Course content
Course Description
Much managerial activity consists in bargaining, negotiation, and the resolution of disputes. Managers negotiate with superiors, peers, and subordinates, as well as with suppliers and customers, competitors and partners. Negotiation is a decision-making process through which two or more actors seek to reconcile conflicting interests. Effective negotiation can enhance outcomes for all parties. Ineffective negotiation, by contrast, typically produces poor outcomes for those who negotiate badly, may disadvantage others, and can sometimes prevent agreement even when a mutually beneficial settlement is available.

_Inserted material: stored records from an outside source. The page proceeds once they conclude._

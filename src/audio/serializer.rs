use std::collections::VecDeque;
use std::sync::atomic::{AtomicBool, Ordering};
use std::sync::Arc;
use std::time::Duration;
use tokio::sync::{watch, Mutex, Notify};
use tokio::task::JoinHandle;
use tracing::{debug, info, warn};

use super::speech::{SfxPlayer, SpeechEngine};
use super::AudioTask;

/// Sequential audio output with provider failover.
///
/// One FIFO queue, exactly one task in flight. A task plays its SFX to
/// completion first, then its announcement. Speech goes to the primary
/// remote engine when one is configured, falling back to the local engine
/// on any provider failure, without reordering or duplicating audio.
/// Tasks are never dropped, only delayed; `reset` is the one exception
/// and empties everything.
pub struct AudioSerializer {
    queue: Arc<Mutex<VecDeque<AudioTask>>>,
    wakeup: Arc<Notify>,
    generation: watch::Sender<u64>,
    primary: Option<Arc<dyn SpeechEngine>>,
    fallback: Arc<dyn SpeechEngine>,
    sfx: Arc<dyn SfxPlayer>,
    primary_timeout: Duration,
    shutdown: Arc<AtomicBool>,
    worker: std::sync::Mutex<Option<JoinHandle<()>>>,
}

impl AudioSerializer {
    pub fn new(
        primary: Option<Arc<dyn SpeechEngine>>,
        fallback: Arc<dyn SpeechEngine>,
        sfx: Arc<dyn SfxPlayer>,
        primary_timeout: Duration,
    ) -> Arc<Self> {
        let (generation, generation_rx) = watch::channel(0u64);

        let serializer = Arc::new(Self {
            queue: Arc::new(Mutex::new(VecDeque::new())),
            wakeup: Arc::new(Notify::new()),
            generation,
            primary,
            fallback,
            sfx,
            primary_timeout,
            shutdown: Arc::new(AtomicBool::new(false)),
            worker: std::sync::Mutex::new(None),
        });

        let worker = tokio::spawn(Self::run(Arc::clone(&serializer), generation_rx));
        *serializer.worker.lock().expect("worker slot poisoned") = Some(worker);

        serializer
    }

    /// Append a task to the tail of the queue.
    pub async fn enqueue(&self, task: AudioTask) {
        if task.sfx.is_none() && task.announce.is_none() {
            return;
        }
        {
            let mut queue = self.queue.lock().await;
            queue.push_back(task);
        }
        self.wakeup.notify_one();
    }

    /// Cancel in-flight playback, drop every queued task, and leave the
    /// serializer ready to accept new tasks immediately.
    pub async fn reset(&self) {
        info!("audio serializer reset");

        // Clear and bump under the queue lock: the worker either never
        // sees a pre-reset task, or sees the bumped generation with it
        {
            let mut queue = self.queue.lock().await;
            queue.clear();
            self.generation.send_modify(|g| *g += 1);
        }

        if let Some(primary) = &self.primary {
            primary.stop().await;
        }
        self.fallback.stop().await;
        self.sfx.stop().await;
    }

    /// Number of queued (not yet started) tasks.
    pub async fn pending(&self) -> usize {
        self.queue.lock().await.len()
    }

    /// Stop the worker loop. Queued tasks are abandoned.
    pub async fn shutdown(&self) {
        self.shutdown.store(true, Ordering::SeqCst);
        self.wakeup.notify_one();
        let handle = {
            let mut slot = self.worker.lock().expect("worker slot poisoned");
            slot.take()
        };
        if let Some(handle) = handle {
            if let Err(e) = handle.await {
                warn!("audio worker task panicked: {e}");
            }
        }
    }

    async fn run(self: Arc<Self>, mut generation_rx: watch::Receiver<u64>) {
        info!("audio serializer worker started");

        loop {
            // Pull the next task, or park until one arrives. The
            // generation is read under the same lock the reset clears
            // under, so a task popped before a reset always sees the
            // pre-reset generation and gets abandoned.
            let (task, started_under) = loop {
                if self.shutdown.load(Ordering::SeqCst) {
                    info!("audio serializer worker stopped");
                    return;
                }
                {
                    let mut queue = self.queue.lock().await;
                    if let Some(task) = queue.pop_front() {
                        break (task, *generation_rx.borrow());
                    }
                }
                self.wakeup.notified().await;
            };

            tokio::select! {
                _ = generation_rx.wait_for(|g| *g != started_under) => {
                    debug!("in-flight audio task abandoned by reset");
                }
                _ = self.play(&task) => {}
            }
        }
    }

    async fn play(&self, task: &AudioTask) {
        if let Some(kind) = task.sfx {
            if let Err(e) = self.sfx.play(kind).await {
                warn!("SFX playback failed: {e:#}");
            }
        }

        let Some(text) = &task.announce else {
            return;
        };

        // Primary first (when configured), local fallback on any failure.
        // The fallback path runs inside the same in-flight slot, so queue
        // order is preserved and nothing plays twice.
        if let Some(primary) = &self.primary {
            match tokio::time::timeout(self.primary_timeout, primary.speak(text)).await {
                Ok(Ok(())) => return,
                Ok(Err(e)) => {
                    warn!(engine = primary.name(), "speech failed, falling back: {e:#}")
                }
                Err(_) => {
                    primary.stop().await;
                    warn!(engine = primary.name(), "speech timed out, falling back");
                }
            }
        }

        if let Err(e) = self.fallback.speak(text).await {
            warn!(engine = self.fallback.name(), "fallback speech failed: {e:#}");
        }
    }
}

In a globalised world, international negotiation has become the operating norm. Globalisation has heightened both the costs and the benefits of interdependence for national governments, international firms, and non-governmental organisations. It is the management of this interdependence that makes negotiation indispensable. The capacity to act insightfully in complex environments is critical to successful international negotiation. Such insight, in turn, depends on managers’ ability to assess and appraise international negotiating situations accurately.
Course aim
The overall aims of the course are to strengthen students’ negotiating skills and to ground this development in a solid theoretical framework that clarifies the sources of effective and ineffective approaches to negotiation. We will apply core principles of negotiation theory to the appraisal of national and international negotiating situations. Subsequent discussions will concentrate on how these concepts and theories inform, shape, and improve practical negotiating behaviour.